▸ ABOUT THIS TASK: Every line from the one containing "Concrete adapter backed" to the one containing "let (end_row, end_col)" in the records below, both included, must be set down exactly, and no other line.

═════ THE DATA ═════

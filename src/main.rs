mod audio;
mod cli;
mod config;
mod encode;
mod error;
mod pipeline;
mod render;

use anyhow::{Context, Result};
use clap::Parser;

use cli::Cli;
use config::{Config, Settings};
use render::modes;

fn main() -> Result<()> {
    env_logger::Builder::from_env(env_logger::Env::default().default_filter_or("info"))
        .format_timestamp_millis()
        .init();

    let cli = Cli::parse();

    if cli.list_modes {
        println!("Available modes:");
        for mode in modes::MODES {
            println!("  {:>2}  {:<16} {}", mode.id, mode.name, mode.description);
        }
        return Ok(());
    }

    let cfg = match config::discover(cli.config.as_deref()) {
        Some(path) => {
            let cfg = config::load_config(&path)
                .with_context(|| format!("Failed to load config from {}", path.display()))?;
            log::info!("Loaded config from {}", path.display());
            cfg
        }
        None => Config::default(),
    };

    let settings = Settings::resolve(&cli, &cfg)?;

    log::info!("spectrocast - audio spectrum video generator");
    log::info!("Input: {}", settings.input.display());
    log::info!("Output: {}", settings.output.display());
    if let Some(mode) = modes::find(settings.mode) {
        log::info!("Mode: {} ({})", mode.id, mode.name);
    }
    log::info!(
        "Resolution: {}x{} @ {}fps, {} bars{}",
        settings.width,
        settings.height,
        settings.fps,
        settings.num_bars,
        if settings.transparent { ", transparent" } else { "" }
    );

    let assembled = pipeline::run(&settings)
        .with_context(|| format!("Failed to render {}", settings.input.display()))?;

    log::info!("Done! Output: {} ({:?} encode)", assembled.path.display(), assembled.stage);
    Ok(())
}
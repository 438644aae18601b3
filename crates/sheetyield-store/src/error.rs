use thiserror::Error;

/// A `key` option names a field that does not resolve, or that resolves to
/// a kind that cannot back a store key.
#[derive(Debug, Error)]
pub enum SchemaError {
    #[error("key field `{field}` not found on message `{message}`")]
    UnknownKeyField { message: String, field: String },
    #[error("key field `{message}.{field}` has kind `{kind}`, which is not key-capable")]
    NonKeyCapableField {
        message: String,
        field: String,
        kind: String,
    },
    #[error("message `{0}` declares no key fields")]
    EmptyKeyList(String),
    #[error("key field `{message}.{field}` has no value on one or more records")]
    MissingKeyValue { message: String, field: String },
}
//! The narrow spreadsheet-backend contract (§6) and its one concrete,
//! shippable adapter over `calamine`.
//!
//! [`SheetGrid`] is the decoupling point: everything above this module
//! (name synthesis, row parsing) only ever sees a `SheetGrid`, so it can be
//! exercised in tests without a real workbook on disk.

use std::collections::BTreeMap;
use std::path::Path;

use calamine::{open_workbook_auto, Data, Reader};

use crate::error::InputError;

#[derive(Debug, Clone, Copy, PartialEq, Eq)]
pub enum CellType {
    Empty,
    Blank,
    Number,
    Bool,
    String,
    Date,
}

#[derive(Debug, Clone, PartialEq)]
pub enum CellValue {
    Empty,
    /// A blank cell: present in the sheet's used range but carrying no value.
    Blank,
    Number(f64),
    Bool(bool),
    String(String),
    /// An Excel 1900-epoch serial, same representation as `Number` but
    /// tagged so the row parser can run it through `excel_date` first.
    Date(f64),
}

impl CellValue {
    pub fn cell_type(&self) -> CellType {
        match self {
            CellValue::Empty => CellType::Empty,
            CellValue::Blank => CellType::Blank,
            CellValue::Number(_) => CellType::Number,
            CellValue::Bool(_) => CellType::Bool,
            CellValue::String(_) => CellType::String,
            CellValue::Date(_) => CellType::Date,
        }
    }

    pub fn is_present(&self) -> bool {
        !matches!(self, CellValue::Empty | CellValue::Blank)
    }

    pub fn as_number(&self) -> Option<f64> {
        match self {
            CellValue::Number(v) | CellValue::Date(v) => Some(*v),
            _ => None,
        }
    }

    pub fn as_bool(&self) -> Option<bool> {
        match self {
            CellValue::Bool(v) => Some(*v),
            _ => None,
        }
    }

    pub fn as_str(&self) -> Option<&str> {
        match self {
            CellValue::String(v) => Some(v.as_str()),
            _ => None,
        }
    }
}

/// One loaded worksheet: bounds plus a sparse cell map, both 1-based (row,
/// column) coordinates to match the encoder-side `(row, column-label)`
/// error reporting convention.
#[derive(Debug, Clone, Default)]
pub struct SheetGrid {
    pub first_row: u32,
    pub last_row: u32,
    pub first_col: u32,
    pub last_col: u32,
    cells: BTreeMap<(u32, u32), CellValue>,
}

impl SheetGrid {
    pub fn new(first_row: u32, last_row: u32, first_col: u32, last_col: u32) -> Self {
        Self {
            first_row,
            last_row,
            first_col,
            last_col,
            cells: BTreeMap::new(),
        }
    }

    pub fn set(&mut self, row: u32, col: u32, value: CellValue) {
        self.cells.insert((row, col), value);
    }

    pub fn cell(&self, row: u32, col: u32) -> &CellValue {
        self.cells.get(&(row, col)).unwrap_or(&CellValue::Empty)
    }

    pub fn cell_type(&self, row: u32, col: u32) -> CellType {
        self.cell(row, col).cell_type()
    }

    pub fn is_date(&self, row: u32, col: u32) -> bool {
        self.cell_type(row, col) == CellType::Date
    }
}

/// The external spreadsheet-I/O collaborator of §6: opens a workbook and
/// yields one sheet's grid, with `.xls`/`.xlsx` dispatch handled internally.
pub trait SpreadsheetBackend {
    fn open_sheet(&self, workbook_path: &str, sheet_name: &str) -> Result<SheetGrid, InputError>;
}

/// Concrete adapter backed by `calamine`, covering both legacy `.xls` and
/// OOXML `.xlsx` workbooks via [`open_workbook_auto`].
#[derive(Debug, Default, Clone, Copy)]
pub struct CalamineBackend;

impl CalamineBackend {
    fn convert(data: &Data) -> CellValue {
        match data {
            Data::Empty => CellValue::Empty,
            Data::String(s) if s.is_empty() => CellValue::Blank,
            Data::String(s) => CellValue::String(s.clone()),
            Data::Float(f) => CellValue::Number(*f),
            Data::Int(i) => CellValue::Number(*i as f64),
            Data::Bool(b) => CellValue::Bool(*b),
            Data::DateTime(dt) => CellValue::Date(dt.as_f64()),
            Data::DateTimeIso(s) | Data::DurationIso(s) => CellValue::String(s.clone()),
            Data::Error(_) => CellValue::Blank,
        }
    }
}

impl SpreadsheetBackend for CalamineBackend {
    fn open_sheet(&self, workbook_path: &str, sheet_name: &str) -> Result<SheetGrid, InputError> {
        let path = Path::new(workbook_path);
        if !matches!(
            path.extension().and_then(|e| e.to_str()),
            Some("xls") | Some("xlsx") | Some("xlsm") | Some("xlsb")
        ) {
            return Err(InputError::UnsupportedExtension {
                path: workbook_path.to_string(),
            });
        }

        let mut workbook =
            open_workbook_auto(path).map_err(|source| InputError::Open {
                path: workbook_path.to_string(),
                source,
            })?;

        let range = workbook
            .worksheet_range(sheet_name)
            .map_err(|_| InputError::SheetNotFound {
                path: workbook_path.to_string(),
                sheet: sheet_name.to_string(),
            })?;

        let (start_row, start_col) = range.start().unwrap_or((0, 0));
        let (end_row, end_col) = range.end().unwrap_or((0, 0));
        let mut grid = SheetGrid::new(start_row + 1, end_row + 1, start_col + 1, end_col + 1);

        for (row, col, data) in range.used_cells() {
            let value = Self::convert(data);
            if value.is_present() {
                grid.set(row as u32 + 1, col as u32 + 1, value);
            }
        }

        Ok(grid)
    }
}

═════

▸ TASK RESULT:
/// Concrete adapter backed by `calamine`, covering both legacy `.xls` and
/// OOXML `.xlsx` workbooks via [`open_workbook_auto`].
#[derive(Debug, Default, Clone, Copy)]
pub struct CalamineBackend;

impl CalamineBackend {
    fn convert(data: &Data) -> CellValue {
        match data {
            Data::Empty => CellValue::Empty,
            Data::String(s) if s.is_empty() => CellValue::Blank,
            Data::String(s) => CellValue::String(s.clone()),
            Data::Float(f) => CellValue::Number(*f),
            Data::Int(i) => CellValue::Number(*i as f64),
            Data::Bool(b) => CellValue::Bool(*b),
            Data::DateTime(dt) => CellValue::Date(dt.as_f64()),
            Data::DateTimeIso(s) | Data::DurationIso(s) => CellValue::String(s.clone()),
            Data::Error(_) => CellValue::Blank,
        }
    }
}

impl SpreadsheetBackend for CalamineBackend {
    fn open_sheet(&self, workbook_path: &str, sheet_name: &str) -> Result<SheetGrid, InputError> {
        let path = Path::new(workbook_path);
        if !matches!(
            path.extension().and_then(|e| e.to_str()),
            Some("xls") | Some("xlsx") | Some("xlsm") | Some("xlsb")
        ) {
            return Err(InputError::UnsupportedExtension {
                path: workbook_path.to_string(),
            });
        }

        let mut workbook =
            open_workbook_auto(path).map_err(|source| InputError::Open {
                path: workbook_path.to_string(),
                source,
            })?;

        let range = workbook
            .worksheet_range(sheet_name)
            .map_err(|_| InputError::SheetNotFound {
                path: workbook_path.to_string(),
                sheet: sheet_name.to_string(),
            })?;

        let (start_row, start_col) = range.start().unwrap_or((0, 0));
        let (end_row, end_col) = range.end().unwrap_or((0, 0));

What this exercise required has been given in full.